Work instructions: Could you reproduce, from the records below, everything from the line with "#[derive(Clone, Default, PartialEq, Eq, Serialize, Deserialize)]" down to the line with "pub fn insert(&mut", keeping both of those lines and changing nothing?

START Supplied records

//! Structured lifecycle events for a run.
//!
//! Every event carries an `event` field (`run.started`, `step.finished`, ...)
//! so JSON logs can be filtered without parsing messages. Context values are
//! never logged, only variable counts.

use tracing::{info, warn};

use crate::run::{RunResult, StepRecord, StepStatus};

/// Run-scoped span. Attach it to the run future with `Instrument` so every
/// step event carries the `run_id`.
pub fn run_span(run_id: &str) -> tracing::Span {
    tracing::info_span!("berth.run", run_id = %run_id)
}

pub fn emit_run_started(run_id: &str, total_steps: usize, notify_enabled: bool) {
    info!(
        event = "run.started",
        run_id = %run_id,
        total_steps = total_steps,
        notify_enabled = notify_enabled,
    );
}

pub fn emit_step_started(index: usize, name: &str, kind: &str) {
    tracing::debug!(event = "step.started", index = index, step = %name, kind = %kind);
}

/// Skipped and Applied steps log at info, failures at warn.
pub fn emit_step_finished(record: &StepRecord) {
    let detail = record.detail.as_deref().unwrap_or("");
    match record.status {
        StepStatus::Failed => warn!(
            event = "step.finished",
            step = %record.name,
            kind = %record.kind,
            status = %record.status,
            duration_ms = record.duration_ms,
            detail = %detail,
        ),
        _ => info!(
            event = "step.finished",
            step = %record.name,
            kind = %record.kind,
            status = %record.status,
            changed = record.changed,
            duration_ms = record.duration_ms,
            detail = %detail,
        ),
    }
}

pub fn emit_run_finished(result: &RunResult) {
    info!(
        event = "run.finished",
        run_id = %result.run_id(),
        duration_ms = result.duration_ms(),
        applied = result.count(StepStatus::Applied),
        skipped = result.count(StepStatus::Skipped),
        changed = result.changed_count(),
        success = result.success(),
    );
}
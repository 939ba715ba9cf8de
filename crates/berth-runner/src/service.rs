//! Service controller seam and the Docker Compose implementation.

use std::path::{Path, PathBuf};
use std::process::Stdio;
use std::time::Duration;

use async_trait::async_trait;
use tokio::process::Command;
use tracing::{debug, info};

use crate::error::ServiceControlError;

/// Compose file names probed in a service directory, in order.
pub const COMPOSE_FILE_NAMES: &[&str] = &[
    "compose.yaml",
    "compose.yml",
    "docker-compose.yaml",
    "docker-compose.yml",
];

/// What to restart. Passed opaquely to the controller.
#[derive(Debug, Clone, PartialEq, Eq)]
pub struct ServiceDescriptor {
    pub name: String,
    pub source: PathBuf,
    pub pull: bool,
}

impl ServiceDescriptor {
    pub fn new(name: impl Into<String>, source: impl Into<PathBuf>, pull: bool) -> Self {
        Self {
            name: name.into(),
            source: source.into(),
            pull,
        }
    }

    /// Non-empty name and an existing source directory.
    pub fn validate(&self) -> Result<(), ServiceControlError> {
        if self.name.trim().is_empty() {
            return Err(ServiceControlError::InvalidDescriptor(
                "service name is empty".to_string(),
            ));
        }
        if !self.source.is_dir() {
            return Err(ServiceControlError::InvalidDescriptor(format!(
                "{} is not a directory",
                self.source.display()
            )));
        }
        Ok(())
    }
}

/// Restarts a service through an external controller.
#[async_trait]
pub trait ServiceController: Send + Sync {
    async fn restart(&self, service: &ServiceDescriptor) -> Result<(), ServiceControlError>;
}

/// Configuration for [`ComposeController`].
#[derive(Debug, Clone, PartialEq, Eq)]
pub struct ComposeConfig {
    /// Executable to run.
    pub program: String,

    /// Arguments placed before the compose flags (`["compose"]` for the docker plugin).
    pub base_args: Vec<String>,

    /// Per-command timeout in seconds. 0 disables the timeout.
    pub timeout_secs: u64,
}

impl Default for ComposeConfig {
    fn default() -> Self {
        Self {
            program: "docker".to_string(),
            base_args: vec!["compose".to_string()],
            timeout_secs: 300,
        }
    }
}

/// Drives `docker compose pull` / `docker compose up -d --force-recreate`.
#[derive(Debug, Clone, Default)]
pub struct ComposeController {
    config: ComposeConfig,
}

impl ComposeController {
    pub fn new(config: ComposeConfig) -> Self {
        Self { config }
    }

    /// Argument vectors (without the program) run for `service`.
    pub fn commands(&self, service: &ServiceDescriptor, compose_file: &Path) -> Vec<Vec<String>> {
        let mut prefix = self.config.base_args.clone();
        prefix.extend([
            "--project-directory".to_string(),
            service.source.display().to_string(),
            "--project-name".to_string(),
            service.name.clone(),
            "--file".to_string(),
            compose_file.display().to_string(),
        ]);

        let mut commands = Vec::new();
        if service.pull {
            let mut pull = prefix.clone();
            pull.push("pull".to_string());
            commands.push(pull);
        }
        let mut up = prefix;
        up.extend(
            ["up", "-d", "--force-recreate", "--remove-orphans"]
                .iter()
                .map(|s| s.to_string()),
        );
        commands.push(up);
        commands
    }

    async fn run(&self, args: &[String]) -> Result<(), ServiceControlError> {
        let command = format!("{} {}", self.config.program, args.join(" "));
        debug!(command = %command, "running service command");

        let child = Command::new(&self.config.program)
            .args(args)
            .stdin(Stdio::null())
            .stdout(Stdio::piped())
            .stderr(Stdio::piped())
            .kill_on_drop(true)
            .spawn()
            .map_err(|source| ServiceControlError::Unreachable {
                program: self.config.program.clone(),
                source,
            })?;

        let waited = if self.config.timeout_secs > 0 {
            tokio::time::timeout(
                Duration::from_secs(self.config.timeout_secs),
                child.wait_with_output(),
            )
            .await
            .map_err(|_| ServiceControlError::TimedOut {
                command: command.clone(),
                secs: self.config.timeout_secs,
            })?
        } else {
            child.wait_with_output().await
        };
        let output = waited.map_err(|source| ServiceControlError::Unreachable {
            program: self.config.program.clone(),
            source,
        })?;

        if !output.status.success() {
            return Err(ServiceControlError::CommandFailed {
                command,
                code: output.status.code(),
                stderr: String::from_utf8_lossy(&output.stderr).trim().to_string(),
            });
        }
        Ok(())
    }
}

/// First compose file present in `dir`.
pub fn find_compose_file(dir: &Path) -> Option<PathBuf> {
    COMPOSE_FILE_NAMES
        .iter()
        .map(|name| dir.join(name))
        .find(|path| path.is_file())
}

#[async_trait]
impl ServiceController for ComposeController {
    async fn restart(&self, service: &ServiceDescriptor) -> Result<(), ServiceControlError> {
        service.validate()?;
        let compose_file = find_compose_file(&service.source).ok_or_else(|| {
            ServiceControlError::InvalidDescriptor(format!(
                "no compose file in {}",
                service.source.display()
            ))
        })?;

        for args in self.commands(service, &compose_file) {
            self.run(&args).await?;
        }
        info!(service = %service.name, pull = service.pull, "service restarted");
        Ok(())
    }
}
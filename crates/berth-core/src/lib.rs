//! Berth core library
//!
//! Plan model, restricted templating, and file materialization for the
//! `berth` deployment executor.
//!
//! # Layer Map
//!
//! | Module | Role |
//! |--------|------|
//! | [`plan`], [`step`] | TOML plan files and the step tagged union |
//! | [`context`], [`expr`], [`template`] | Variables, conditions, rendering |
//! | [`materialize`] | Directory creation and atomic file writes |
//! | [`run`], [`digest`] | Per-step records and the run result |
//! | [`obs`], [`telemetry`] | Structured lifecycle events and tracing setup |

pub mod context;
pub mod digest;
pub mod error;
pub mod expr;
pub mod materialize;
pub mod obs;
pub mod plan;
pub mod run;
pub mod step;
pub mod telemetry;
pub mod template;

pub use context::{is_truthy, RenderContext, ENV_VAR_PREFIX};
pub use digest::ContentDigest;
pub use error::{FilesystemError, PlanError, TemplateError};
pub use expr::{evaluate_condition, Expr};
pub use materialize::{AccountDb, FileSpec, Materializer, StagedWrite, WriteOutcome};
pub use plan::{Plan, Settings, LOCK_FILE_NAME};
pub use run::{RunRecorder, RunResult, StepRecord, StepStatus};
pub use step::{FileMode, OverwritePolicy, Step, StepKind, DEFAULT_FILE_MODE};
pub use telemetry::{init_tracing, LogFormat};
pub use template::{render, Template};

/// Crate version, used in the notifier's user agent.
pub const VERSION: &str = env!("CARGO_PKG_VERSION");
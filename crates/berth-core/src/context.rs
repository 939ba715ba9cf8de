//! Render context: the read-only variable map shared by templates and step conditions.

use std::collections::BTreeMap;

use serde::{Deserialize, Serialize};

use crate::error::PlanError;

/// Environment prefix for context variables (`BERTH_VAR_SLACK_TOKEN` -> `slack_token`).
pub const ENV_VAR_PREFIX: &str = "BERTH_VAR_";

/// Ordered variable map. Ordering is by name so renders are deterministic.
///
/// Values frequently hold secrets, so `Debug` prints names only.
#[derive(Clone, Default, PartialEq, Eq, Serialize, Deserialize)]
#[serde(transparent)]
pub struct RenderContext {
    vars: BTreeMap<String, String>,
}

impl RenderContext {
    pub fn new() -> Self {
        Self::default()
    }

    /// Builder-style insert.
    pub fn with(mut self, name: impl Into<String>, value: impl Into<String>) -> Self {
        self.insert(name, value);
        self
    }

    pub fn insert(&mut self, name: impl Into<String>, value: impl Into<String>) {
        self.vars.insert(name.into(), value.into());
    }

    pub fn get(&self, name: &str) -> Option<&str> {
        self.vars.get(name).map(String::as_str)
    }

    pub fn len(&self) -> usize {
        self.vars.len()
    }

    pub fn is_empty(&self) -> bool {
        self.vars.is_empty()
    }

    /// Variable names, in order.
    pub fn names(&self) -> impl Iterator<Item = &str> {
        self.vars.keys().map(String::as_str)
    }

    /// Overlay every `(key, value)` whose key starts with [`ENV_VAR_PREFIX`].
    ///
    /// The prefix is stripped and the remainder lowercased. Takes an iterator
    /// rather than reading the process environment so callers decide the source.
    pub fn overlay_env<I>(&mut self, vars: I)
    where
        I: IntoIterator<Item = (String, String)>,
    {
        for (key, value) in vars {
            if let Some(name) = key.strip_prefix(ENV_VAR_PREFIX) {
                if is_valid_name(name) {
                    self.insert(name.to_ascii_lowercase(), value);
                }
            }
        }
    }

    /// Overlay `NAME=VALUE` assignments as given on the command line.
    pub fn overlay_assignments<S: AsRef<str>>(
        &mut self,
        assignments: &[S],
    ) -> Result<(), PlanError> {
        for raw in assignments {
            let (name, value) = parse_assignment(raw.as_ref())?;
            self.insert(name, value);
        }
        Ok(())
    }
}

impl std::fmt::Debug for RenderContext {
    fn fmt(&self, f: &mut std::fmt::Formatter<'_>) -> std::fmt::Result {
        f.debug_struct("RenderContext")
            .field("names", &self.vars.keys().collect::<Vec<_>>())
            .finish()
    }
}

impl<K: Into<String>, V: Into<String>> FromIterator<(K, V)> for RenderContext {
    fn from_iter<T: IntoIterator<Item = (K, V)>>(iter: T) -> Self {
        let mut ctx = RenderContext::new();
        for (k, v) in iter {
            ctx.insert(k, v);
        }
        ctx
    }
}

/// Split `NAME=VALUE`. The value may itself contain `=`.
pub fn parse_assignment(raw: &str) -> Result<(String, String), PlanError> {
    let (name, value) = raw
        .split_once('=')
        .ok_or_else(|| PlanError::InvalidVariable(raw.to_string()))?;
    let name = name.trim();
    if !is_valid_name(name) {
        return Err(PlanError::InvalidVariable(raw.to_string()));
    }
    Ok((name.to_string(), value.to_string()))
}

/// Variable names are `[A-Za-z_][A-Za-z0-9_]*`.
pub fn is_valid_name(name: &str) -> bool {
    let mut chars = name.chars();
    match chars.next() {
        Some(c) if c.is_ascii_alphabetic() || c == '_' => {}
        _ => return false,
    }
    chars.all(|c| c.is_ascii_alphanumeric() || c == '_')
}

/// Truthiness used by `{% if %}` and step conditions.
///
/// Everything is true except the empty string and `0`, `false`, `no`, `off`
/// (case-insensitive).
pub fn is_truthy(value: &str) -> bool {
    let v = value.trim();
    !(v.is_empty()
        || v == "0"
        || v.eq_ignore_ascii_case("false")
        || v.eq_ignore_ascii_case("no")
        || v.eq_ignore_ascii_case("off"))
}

END Supplied records
START Supplied records

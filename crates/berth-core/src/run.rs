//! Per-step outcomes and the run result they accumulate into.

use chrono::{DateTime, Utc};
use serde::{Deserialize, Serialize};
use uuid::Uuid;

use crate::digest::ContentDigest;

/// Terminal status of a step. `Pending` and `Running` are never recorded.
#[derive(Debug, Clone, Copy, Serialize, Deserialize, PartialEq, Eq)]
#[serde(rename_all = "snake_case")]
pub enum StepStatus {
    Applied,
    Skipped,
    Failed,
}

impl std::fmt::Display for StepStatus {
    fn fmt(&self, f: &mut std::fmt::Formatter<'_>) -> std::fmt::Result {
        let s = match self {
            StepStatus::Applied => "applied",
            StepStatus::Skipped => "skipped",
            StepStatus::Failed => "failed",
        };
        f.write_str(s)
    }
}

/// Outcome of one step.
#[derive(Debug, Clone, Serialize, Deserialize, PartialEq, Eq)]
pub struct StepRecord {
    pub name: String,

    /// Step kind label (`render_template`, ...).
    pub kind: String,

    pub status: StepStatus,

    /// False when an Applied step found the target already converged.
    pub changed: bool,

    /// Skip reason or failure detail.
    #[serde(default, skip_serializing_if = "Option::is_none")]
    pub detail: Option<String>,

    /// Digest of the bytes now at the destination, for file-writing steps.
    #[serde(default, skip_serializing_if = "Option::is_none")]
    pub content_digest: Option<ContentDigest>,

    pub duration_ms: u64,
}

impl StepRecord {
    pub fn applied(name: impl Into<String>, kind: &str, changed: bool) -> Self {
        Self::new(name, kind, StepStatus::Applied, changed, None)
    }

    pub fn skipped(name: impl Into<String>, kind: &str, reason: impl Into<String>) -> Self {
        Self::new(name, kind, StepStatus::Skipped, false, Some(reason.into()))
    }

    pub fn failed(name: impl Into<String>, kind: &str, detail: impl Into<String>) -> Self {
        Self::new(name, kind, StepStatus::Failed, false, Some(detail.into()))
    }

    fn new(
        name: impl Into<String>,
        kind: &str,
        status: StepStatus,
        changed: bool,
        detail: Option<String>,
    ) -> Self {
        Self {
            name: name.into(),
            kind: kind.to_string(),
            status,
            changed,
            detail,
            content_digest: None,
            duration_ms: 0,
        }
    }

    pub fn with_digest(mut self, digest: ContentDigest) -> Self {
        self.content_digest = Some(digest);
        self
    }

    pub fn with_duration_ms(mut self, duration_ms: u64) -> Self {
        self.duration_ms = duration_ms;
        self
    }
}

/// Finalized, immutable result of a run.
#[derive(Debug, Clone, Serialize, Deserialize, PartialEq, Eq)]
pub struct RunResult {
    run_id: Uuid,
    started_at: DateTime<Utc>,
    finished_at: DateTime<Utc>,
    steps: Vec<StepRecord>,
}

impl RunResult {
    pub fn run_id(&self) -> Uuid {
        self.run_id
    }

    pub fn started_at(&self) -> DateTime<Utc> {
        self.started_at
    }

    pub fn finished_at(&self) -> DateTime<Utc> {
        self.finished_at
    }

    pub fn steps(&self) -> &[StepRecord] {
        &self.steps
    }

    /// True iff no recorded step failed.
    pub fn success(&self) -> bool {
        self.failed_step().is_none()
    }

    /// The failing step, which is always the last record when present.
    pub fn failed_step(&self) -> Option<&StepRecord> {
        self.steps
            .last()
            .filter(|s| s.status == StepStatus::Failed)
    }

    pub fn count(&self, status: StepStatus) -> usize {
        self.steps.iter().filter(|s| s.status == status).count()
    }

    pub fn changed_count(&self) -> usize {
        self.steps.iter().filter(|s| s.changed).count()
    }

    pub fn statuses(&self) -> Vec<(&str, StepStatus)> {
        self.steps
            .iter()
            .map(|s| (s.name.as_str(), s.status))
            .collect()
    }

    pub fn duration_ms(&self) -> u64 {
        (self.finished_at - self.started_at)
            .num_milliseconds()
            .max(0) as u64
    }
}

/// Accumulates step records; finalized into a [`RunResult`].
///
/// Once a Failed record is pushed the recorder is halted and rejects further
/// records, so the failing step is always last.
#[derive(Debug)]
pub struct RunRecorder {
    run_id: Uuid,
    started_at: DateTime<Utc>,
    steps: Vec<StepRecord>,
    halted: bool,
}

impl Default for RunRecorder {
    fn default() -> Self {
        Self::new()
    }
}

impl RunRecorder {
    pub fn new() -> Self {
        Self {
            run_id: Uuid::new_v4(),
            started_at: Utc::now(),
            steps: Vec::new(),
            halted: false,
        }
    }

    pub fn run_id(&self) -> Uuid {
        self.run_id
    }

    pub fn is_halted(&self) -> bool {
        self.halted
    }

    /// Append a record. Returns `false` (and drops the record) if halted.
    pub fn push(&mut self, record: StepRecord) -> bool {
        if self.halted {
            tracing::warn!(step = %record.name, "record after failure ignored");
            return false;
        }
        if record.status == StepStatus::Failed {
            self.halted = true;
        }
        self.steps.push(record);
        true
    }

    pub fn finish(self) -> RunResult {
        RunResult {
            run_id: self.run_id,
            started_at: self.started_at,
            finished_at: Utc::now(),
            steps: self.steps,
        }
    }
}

END Supplied records

Task output:
#[derive(Clone, Default, PartialEq, Eq, Serialize, Deserialize)]
#[serde(transparent)]
pub struct RenderContext {
    vars: BTreeMap<String, String>,
}

impl RenderContext {
    pub fn new() -> Self {
        Self::default()
    }

    /// Builder-style insert.
    pub fn with(mut self, name: impl Into<String>, value: impl Into<String>) -> Self {
        self.insert(name, value);
        self
    }

    pub fn insert(&mut self, name: impl Into<String>, value: impl Into<String>) {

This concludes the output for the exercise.